France | France, Cour administrative d'appel de Lyon, 6ème chambre, 05 août 2021, 20LY00343


Vu la procédure suivante :

Procédure contentieuse antérieure :

Mme D... E... épouse G... a demandé au tribunal administratif de Dijon d'annuler la décision du 3 mai 2019 par laquelle le président du conseil départemental de Saône-et-Loire a rejeté son recours gracieux tendant à ce que soit reconsidérée la décision du 2 août 2018 par laquelle ce président a refusé de faire droit à sa demande de délivrance d'un agrément pour l'enfant mineur, C... B..., recueilli par acte de " kafala ", d'enjoindre au département de Saône-et-Loire de réexaminer la demande d'ac

cueil de cet enfant dans un délai d'un mois à compter de la notification du jugeme...
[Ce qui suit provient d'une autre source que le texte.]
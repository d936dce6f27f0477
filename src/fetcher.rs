//! Paginated, time-windowed activity fetch.
//!
//! Pages are requested strictly sequentially from page 1. The loop stops on
//! the first empty page or once the page cap is exceeded. A non-success page
//! response is a hard stop, but everything collected from earlier pages is
//! handed back to the caller so partial progress survives the failure.

use async_trait::async_trait;
use log::info;
use reqwest::Client;
use time::{Duration, OffsetDateTime};

use crate::errors::SyncError;
use crate::models::Activity;

/// Steady-state runs only look back far enough to catch edits to recent
/// records plus new records.
pub const INCREMENTAL_WINDOW_DAYS: i64 = 30;

/// Page/window parameters for one fetch session.
#[derive(Debug, Clone, PartialEq, Eq)]
pub struct FetchPolicy {
    pub per_page: u32,
    /// `None` means unbounded.
    pub max_pages: Option<u32>,
    /// Epoch-seconds lower bound on activity start time; `None` fetches
    /// full history.
    pub after: Option<i64>,
}

impl FetchPolicy {
    /// One-time unbounded historical backfill.
    pub fn bootstrap(per_page: u32) -> Self {
        Self {
            per_page,
            max_pages: None,
            after: None,
        }
    }

    /// Bounded pull over the trailing window.
    pub fn incremental(per_page: u32, max_pages: u32, now: OffsetDateTime) -> Self {
        let after = (now - Duration::days(INCREMENTAL_WINDOW_DAYS)).unix_timestamp();
        Self {
            per_page,
            max_pages: Some(max_pages),
            after: Some(after),
        }
    }

    /// The core incremental-sync decision: an empty checkpoint gets the
    /// bootstrap backfill, every later run a cheap bounded pull.
    pub fn for_checkpoint(
        checkpoint_empty: bool,
        per_page: u32,
        max_pages: u32,
        now: OffsetDateTime,
    ) -> Self {
        if checkpoint_empty {
            Self::bootstrap(per_page)
        } else {
            Self::incremental(per_page, max_pages, now)
        }
    }
}

#[async_trait]
pub trait ActivityPages: Send + Sync {
    async fn page(
        &self,
        page: u32,
        per_page: u32,
        after: Option<i64>,
    ) -> Result<Vec<Activity>, SyncError>;
}

/// Bearer-authenticated page requests against the athlete activities endpoint.
pub struct StravaPages {
    client: Client,
    api_base: String,
    token: String,
}

impl StravaPages {
    pub fn new(client: Client, api_base: String, token: String) -> Self {
        Self {
            client,
            api_base,
            token,
        }
    }
}

#[async_trait]
impl ActivityPages for StravaPages {
    async fn page(
        &self,
        page: u32,
        per_page: u32,
        after: Option<i64>,
    ) -> Result<Vec<Activity>, SyncError> {
        let url = format!(
            "{}/athlete/activities",
            self.api_base.trim_end_matches('/')
        );
        let mut query = vec![("page", page.to_string()), ("per_page", per_page.to_string())];
        if let Some(after) = after {
            query.push(("after", after.to_string()));
        }
        let response = self
            .client
            .get(url)
            .bearer_auth(&self.token)
            .query(&query)
            .send()
            .await
            .map_err(|err| SyncError::Fetch {
                page,
                reason: err.to_string(),
            })?;

        let status = response.status();
        if !status.is_success() {
            return Err(SyncError::Fetch {
                page,
                reason: format!("status {status}"),
            });
        }

        response.json().await.map_err(|err| SyncError::Fetch {
            page,
            reason: format!("unparsable payload: {err}"),
        })
    }
}

/// Result of draining all pages; `failure` is set when a page hard-stopped
/// the session after `records` were already collected.
#[derive(Debug, Default)]
pub struct FetchOutcome {
    pub records: Vec<Activity>,
    pub failure: Option<SyncError>,
}

pub async fn fetch_all(source: &dyn ActivityPages, policy: &FetchPolicy) -> FetchOutcome {
    let mut records = Vec::new();
    let mut page = 1u32;
    loop {
        if let Some(cap) = policy.max_pages {
            if page > cap {
                info!("page cap {cap} reached, stopping");
                break;
            }
        }
        let batch = match source.page(page, policy.per_page, policy.after).await {
            Ok(batch) => batch,
            Err(err) => {
                return FetchOutcome {
                    records,
                    failure: Some(err),
                };
            }
        };
        if batch.is_empty() {
            info!("no more activities after page {page}");
            break;
        }
        info!("fetched {} activities from page {page}", batch.len());
        records.extend(batch);
        page += 1;
    }
    FetchOutcome {
        records,
        failure: None,
    }
}

#[cfg(test)]
mod tests {
    use super::*;
    use std::sync::atomic::{AtomicUsize, Ordering};
    use time::macros::datetime;

    fn activity(id: u64) -> Activity {
        serde_json::from_value(serde_json::json!({ "id": id })).unwrap()
    }

    struct ScriptedPages {
        // Entry per page: Some(count) yields that many records, None errors.
        pages: Vec<Option<usize>>,
        requests: AtomicUsize,
    }

    impl ScriptedPages {
        fn new(pages: Vec<Option<usize>>) -> Self {
            Self {
                pages,
                requests: AtomicUsize::new(0),
            }
        }
    }

    #[async_trait]
    impl ActivityPages for ScriptedPages {
        async fn page(
            &self,
            page: u32,
            _per_page: u32,
            _after: Option<i64>,
        ) -> Result<Vec<Activity>, SyncError> {
            self.requests.fetch_add(1, Ordering::SeqCst);
            match self.pages.get(page as usize - 1).copied().flatten() {
                Some(count) => Ok((0..count)
                    .map(|i| activity(u64::from(page) * 1000 + i as u64))
                    .collect()),
                None if page as usize > self.pages.len() => Ok(Vec::new()),
                None => Err(SyncError::Fetch {
                    page,
                    reason: "status 500".into(),
                }),
            }
        }
    }

    #[tokio::test]
    async fn stops_on_first_empty_page() {
        let source = ScriptedPages::new(vec![Some(10), Some(10), Some(0)]);
        let policy = FetchPolicy {
            per_page: 10,
            max_pages: Some(50),
            after: None,
        };
        let outcome = fetch_all(&source, &policy).await;
        assert!(outcome.failure.is_none());
        assert_eq!(outcome.records.len(), 20);
        assert_eq!(source.requests.load(Ordering::SeqCst), 3);
    }

    #[tokio::test]
    async fn respects_the_page_cap() {
        let source = ScriptedPages::new(vec![Some(5), Some(5), Some(5)]);
        let policy = FetchPolicy {
            per_page: 5,
            max_pages: Some(2),
            after: None,
        };
        let outcome = fetch_all(&source, &policy).await;
        assert!(outcome.failure.is_none());
        assert_eq!(outcome.records.len(), 10);
        assert_eq!(source.requests.load(Ordering::SeqCst), 2);
    }

    #[tokio::test]
    async fn page_error_hard_stops_but_keeps_prior_records() {
        let source = ScriptedPages::new(vec![Some(10), None]);
        let policy = FetchPolicy {
            per_page: 10,
            max_pages: None,
            after: None,
        };
        let outcome = fetch_all(&source, &policy).await;
        assert_eq!(outcome.records.len(), 10);
        match outcome.failure {
            Some(SyncError::Fetch { page, .. }) => assert_eq!(page, 2),
            other => panic!("expected fetch failure, got {other:?}"),
        }
    }

    #[test]
    fn empty_checkpoint_selects_bootstrap() {
        let now = datetime!(2024-06-15 12:00:00 UTC);
        let policy = FetchPolicy::for_checkpoint(true, 100, 10, now);
        assert_eq!(policy.after, None);
        assert_eq!(policy.max_pages, None);
    }

    #[test]
    fn populated_checkpoint_selects_bounded_window() {
        let now = datetime!(2024-06-15 12:00:00 UTC);
        let policy = FetchPolicy::for_checkpoint(false, 100, 10, now);
        assert_eq!(policy.max_pages, Some(10));
        assert_eq!(
            policy.after,
            Some((now - Duration::days(30)).unix_timestamp())
        );
    }
}
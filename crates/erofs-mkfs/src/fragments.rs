//! Tail-fragment deduplication against the packed inode.
//!
//! File tails are appended to a scratch file that later becomes the packed
//! inode's payload.  A 65536-bucket index keyed by the CRC32C of a tail's
//! last 16 bytes content-addresses windows of the scratch file; `find`
//! returns the longest match whose overlap extends past the 16-byte key
//! via a byte-by-byte back-scan, ties broken by earliest insertion.

use std::fs::File;
use std::os::unix::fs::FileExt;

use log::{debug, trace};

use crate::checksum::crc32c;
use crate::error::Result;

/// Bytes of a file tail hashed into the index key.
pub const TOF_HASHLEN: u64 = 16;

const FRAGMENT_HASHSIZE: usize = 65536;

/// Upper bound on the candidate window held in memory during a lookup;
/// longer overlaps are confirmed by re-reading both files.
const FRAGMENT_INMEM_MAX: u64 = 256 * 1024;

struct FragmentItem {
    pos: u64,
    data: Box<[u8]>,
}

pub struct FragmentIndex {
    buckets: Vec<Vec<FragmentItem>>,
    packed: File,
    packed_len: u64,
    saved_by_deduplication: u64,
}

fn bucket_of(crc: u32) -> usize {
    (crc & 0xFFFF) as usize
}

impl FragmentIndex {
    /// The scratch file is created under `TMPDIR` and unlinked immediately.
    pub fn new() -> Result<FragmentIndex> {
        let mut buckets = Vec::with_capacity(FRAGMENT_HASHSIZE);
        buckets.resize_with(FRAGMENT_HASHSIZE, Vec::new);
        Ok(FragmentIndex {
            buckets,
            packed: tempfile::tempfile_in(std::env::temp_dir())?,
            packed_len: 0,
            saved_by_deduplication: 0,
        })
    }

    pub fn packed_file(&self) -> &File {
        &self.packed
    }

    pub fn packed_len(&self) -> u64 {
        self.packed_len
    }

    pub fn saved_by_deduplication(&self) -> u64 {
        self.saved_by_deduplication
    }

    pub(crate) fn forfeit_saved(&mut self, amount: u64) {
        self.saved_by_deduplication -= amount.min(self.saved_by_deduplication);
    }

    /// CRC32C of the last 16 bytes of `file`; files not longer than the
    /// hash window are never fragmented.
    pub fn tof_crc(file: &File, size: u64) -> Result<Option<u32>> {
        if size <= TOF_HASHLEN {
            return Ok(None);
        }
        let mut tail = [0u8; TOF_HASHLEN as usize];
        file.read_exact_at(&mut tail, size - TOF_HASHLEN)?;
        Ok(Some(crc32c(!0, &tail)))
    }

    /// Longest already-packed window ending in the same 16 tail bytes as
    /// `file`.  Returns the fragment `(pos, len)` inside the packed inode.
    pub fn find(&mut self, file: &File, size: u64, crc: u32) -> Result<Option<(u64, u64)>> {
        let bucket = &self.buckets[bucket_of(crc)];
        if bucket.is_empty() {
            return Ok(None);
        }

        let s1 = size.min(FRAGMENT_INMEM_MAX);
        let mut data = vec![0u8; s1 as usize];
        file.read_exact_at(&mut data, size - s1)?;
        let e1 = (s1 - TOF_HASHLEN) as usize;

        let mut best: Option<(&FragmentItem, u64)> = None;
        for item in bucket {
            let len = item.data.len() as u64;
            if len <= TOF_HASHLEN {
                continue;
            }
            let e2 = (len - TOF_HASHLEN) as usize;
            if data[e1..e1 + TOF_HASHLEN as usize] != item.data[e2..e2 + TOF_HASHLEN as usize] {
                continue;
            }

            // extend the match backwards from the key
            let mn = e1.min(e2);
            let mut i = 0usize;
            while i < mn && item.data[e2 - i - 1] == data[e1 - i - 1] {
                i += 1;
            }
            let mut deduped = i as u64 + TOF_HASHLEN;

            if deduped >= s1 {
                // the in-memory window fully matched; keep comparing
                // backwards through the packed file itself
                deduped = s1;
                let mut pos = item.pos + len - s1;
                let mut buf0 = [0u8; 16384];
                let mut buf1 = [0u8; 16384];
                while deduped < size && pos > 0 {
                    let sz = pos.min(16384).min(size - deduped);
                    if self
                        .packed
                        .read_exact_at(&mut buf0[..sz as usize], pos - sz)
                        .is_err()
                    {
                        break;
                    }
                    if file
                        .read_exact_at(&mut buf1[..sz as usize], size - deduped - sz)
                        .is_err()
                    {
                        break;
                    }
                    if buf0[..sz as usize] != buf1[..sz as usize] {
                        break;
                    }
                    pos -= sz;
                    deduped += sz;
                }
            }

            let improved = match best {
                Some((_, prev)) => deduped > prev,
                None => true,
            };
            if improved {
                best = Some((item, deduped));
                if deduped == size {
                    break;
                }
            }
        }

        let found =
            best.map(|(item, deduped)| (item.pos + item.data.len() as u64 - deduped, deduped));
        if let Some((pos, deduped)) = found {
            debug!("deduped {deduped} tail bytes at packed offset {pos}");
            self.saved_by_deduplication += deduped;
        }
        Ok(found)
    }

    /// Append `tail_len` trailing bytes of `file` to the packed inode and
    /// index them for later matches.  Returns the fragment `(pos, len)`.
    pub fn append_tail(&mut self, file: &File, size: u64, tail_len: u64) -> Result<(u64, u64)> {
        let mut data = vec![0u8; tail_len as usize];
        file.read_exact_at(&mut data, size - tail_len)?;

        let pos = self.packed_len;
        self.packed.write_all_at(&data, pos)?;
        self.packed_len += tail_len;

        if tail_len > TOF_HASHLEN {
            let key = crc32c(!0, &data[(tail_len - TOF_HASHLEN) as usize..]);
            trace!("pack {tail_len} tail bytes at {pos}, bucket {}", bucket_of(key));
            self.buckets[bucket_of(key)].push(FragmentItem {
                pos,
                data: data.into_boxed_slice(),
            });
        }
        Ok((pos, tail_len))
    }
}

#[cfg(test)]
mod tests {
    use similar_asserts::assert_eq;
    use std::io::Write;

    use super::*;

    fn file_with(content: &[u8]) -> File {
        let mut f = tempfile::tempfile().unwrap();
        f.write_all(content).unwrap();
        f
    }

    #[test]
    fn test_short_files_have_no_key() {
        let f = file_with(&[7u8; 16]);
        assert_eq!(FragmentIndex::tof_crc(&f, 16).unwrap(), None);
        let f = file_with(&[7u8; 17]);
        assert!(FragmentIndex::tof_crc(&f, 17).unwrap().is_some());
    }

    #[test]
    fn test_identical_tails_dedupe_to_same_offset() {
        let mut idx = FragmentIndex::new().unwrap();
        let content = vec![0x5Au8; 1024];

        let a = file_with(&content);
        let crc = FragmentIndex::tof_crc(&a, 1024).unwrap().unwrap();
        assert_eq!(idx.find(&a, 1024, crc).unwrap(), None);
        let (pos_a, len_a) = idx.append_tail(&a, 1024, 1024).unwrap();
        assert_eq!((pos_a, len_a), (0, 1024));

        let b = file_with(&content);
        let (pos_b, len_b) = idx.find(&b, 1024, crc).unwrap().unwrap();
        assert_eq!(pos_b, pos_a);
        assert_eq!(len_b, 1024);
        assert!(idx.saved_by_deduplication() >= 1024);
    }

    #[test]
    fn test_partial_tail_match() {
        let mut idx = FragmentIndex::new().unwrap();

        // first file: 100 bytes, all 0xAA tail
        let a = file_with(&[0xAA; 100]);
        idx.append_tail(&a, 100, 100).unwrap();

        // second file shares only the last 40 bytes
        let mut content = vec![0x11u8; 60];
        content.extend_from_slice(&[0xAA; 40]);
        let b = file_with(&content);
        let crc = FragmentIndex::tof_crc(&b, 100).unwrap().unwrap();
        let (pos, len) = idx.find(&b, 100, crc).unwrap().unwrap();
        assert_eq!(len, 40);
        assert_eq!(pos, 60);
    }

    #[test]
    fn test_ties_break_to_earliest_insertion() {
        let mut idx = FragmentIndex::new().unwrap();
        let content = vec![0xCCu8; 64];

        let a = file_with(&content);
        let (first_pos, _) = idx.append_tail(&a, 64, 64).unwrap();
        let b = file_with(&content);
        // force a second identical window into the index
        idx.append_tail(&b, 64, 64).unwrap();

        let c = file_with(&content);
        let crc = FragmentIndex::tof_crc(&c, 64).unwrap().unwrap();
        let (pos, len) = idx.find(&c, 64, crc).unwrap().unwrap();
        assert_eq!((pos, len), (first_pos, 64));
    }
}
Vu la procédure suivante :

Procédure contentieuse antérieure :

Mme D... E... épouse G... a demandé au tribunal administratif de Dijon d'annuler la décision du 3 mai 2019 par laquelle le président du conseil départemental de Saône-et-Loire a rejeté son recours gracieux tendant à ce que soit reconsidérée la décision du 2 août 2018 par laquelle ce président a refusé de faire droit à sa demande de délivrance d'un agrément pour l'enfant mineur, C... B..., recueilli par acte de " kafala ", d'enjoindre au département de Saône-et-Loire de réexaminer la demande d'accueil de cet enfant dans un délai d'un mois à compter de la notification du jugement, sous astreinte de 30 euros par jour de retard et de mettre à la charge du département de Saône-et-Loire la somme de 1 200 euros au titre de l'article L. 761-1 du code de justice administrative.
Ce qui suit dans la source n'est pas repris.